The election is nearing, and we've got to talk about it. Plus, Texas students are galvanized to vote after efforts to reduce polling places.

“No one ever says ‘Why aren’t all the white folks for Donald Trump?’”

A voter at an early-voting location in Goldsboro, N.C. on Oct. 21. (Photo by Jonathan Gruenke/WUNC)

With the election upon us, I’ve been inundated by a persistent media narrative: Black voters, a reliably blue bloc, are moving away from the Democratic party.

The headlines sound very foreboding: “Milwaukee’s Black voters expose cracks in Democratic foundation for Harris.” “Black voters drift from Democrats, imperiling Harris’s bid, poll shows.” 

The stories are based on polls that show 78% of Black voters nationally say they will vote for Harris, an increase since President Joe Biden left the race, but still trailing the number of Black voters who backed him in 2020. The New York Times points out that this gap could hurt Harris’s chances of winning key battleground states. (Harris, for her part, has said she understands she has to earn the vote of Black people just like she has to earn the vote of anybody else.) 

One in five Black men say they are supporting Donald Trump, according to the Times poll, and the overall share of Black voters backing Trump has increased, to about 15%. 

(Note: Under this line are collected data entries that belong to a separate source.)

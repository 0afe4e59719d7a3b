//! Allocator traits

pub mod meta;
pub mod fat;
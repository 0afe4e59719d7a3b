use islice::{ASlice, allocator::{alloc::Global, debug::Counting}};

use std::cell::Cell;

thread_local! { static LIVE : Cell<usize> = const { Cell::new(0) }; }

/// Panics when cloned with `value == 13`.
struct Probe { value: u32 }
impl Probe { fn new(value: u32) -> Self { LIVE.with(|l| l.set(l.get() + 1)); Self { value } } }
impl Drop for Probe { fn drop(&mut self) { LIVE.with(|l| l.set(l.get() - 1)) } }
impl Clone for Probe {
    fn clone(&self) -> Self {
        if self.value == 13 { panic!("probe {} refuses to be cloned", self.value) }
        Self::new(self.value)
    }
}

fn live() -> usize { LIVE.with(|l| l.get()) }

fn main() {
    let counting = Counting::new(Global);

    let parsed = ASlice::<u32, _>::try_from_fallible_iter_in(["1", "2", "three", "4"].map(str::parse::<u32>), &counting);
    match parsed {
        Ok(s)       => println!("parsed {} values", s.len()),
        Err(err)    => println!("parse failed: {err}"),
    }
    println!("outstanding allocations: {}", counting.outstanding());

    let sources = [Probe::new(1), Probe::new(2), Probe::new(13), Probe::new(4)];
    let r = std::panic::catch_unwind(std::panic::AssertUnwindSafe(|| ASlice::<Probe, _>::try_from_slice_in(&sources, &counting)));
    println!("clone panicked: {}", r.is_err());
    println!("live probes: {} (sources only)", live());
    println!("outstanding allocations: {}", counting.outstanding());
    assert_eq!(live(), sources.len());
    assert_eq!(counting.outstanding(), 0);
}
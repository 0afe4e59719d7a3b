//! [`Global`]
#![cfg(feature = "alloc")]

mod global;         pub use global::Global;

While I understand the concern for Democrats here, the stories are sounding the alarm when the vast majority of Black voters still say they are backing Harris. 

Sam Sanders and Zach Stafford, two Black journalists and co-hosts of the podcast Vibe Check, talked about this polling narrative on a recent episode. It’s reductive and just the latest example of the scapegoating that can occur when elections are tight, they said. 

“What people are trying to say is that ‘Why aren't all Black people voting for the Black woman? Like how is it not 100%?’ Which is not a standard we hold to anyone else in this country,” Stafford said. “No one ever says ‘Why aren't all the white folks for Donald Trump?’ No one ever says that.” 

In addition to treating Black voters like a monolith, an overemphasis on these numbers ignores what has become a better indicator of how people will vote: the college degree. 

It wasn’t always a partisan thing. In 2000, Al Gore and George W. Bush split the 100 most-educated counties in the nation. But just two decades later, Joe Biden won 83 of them. 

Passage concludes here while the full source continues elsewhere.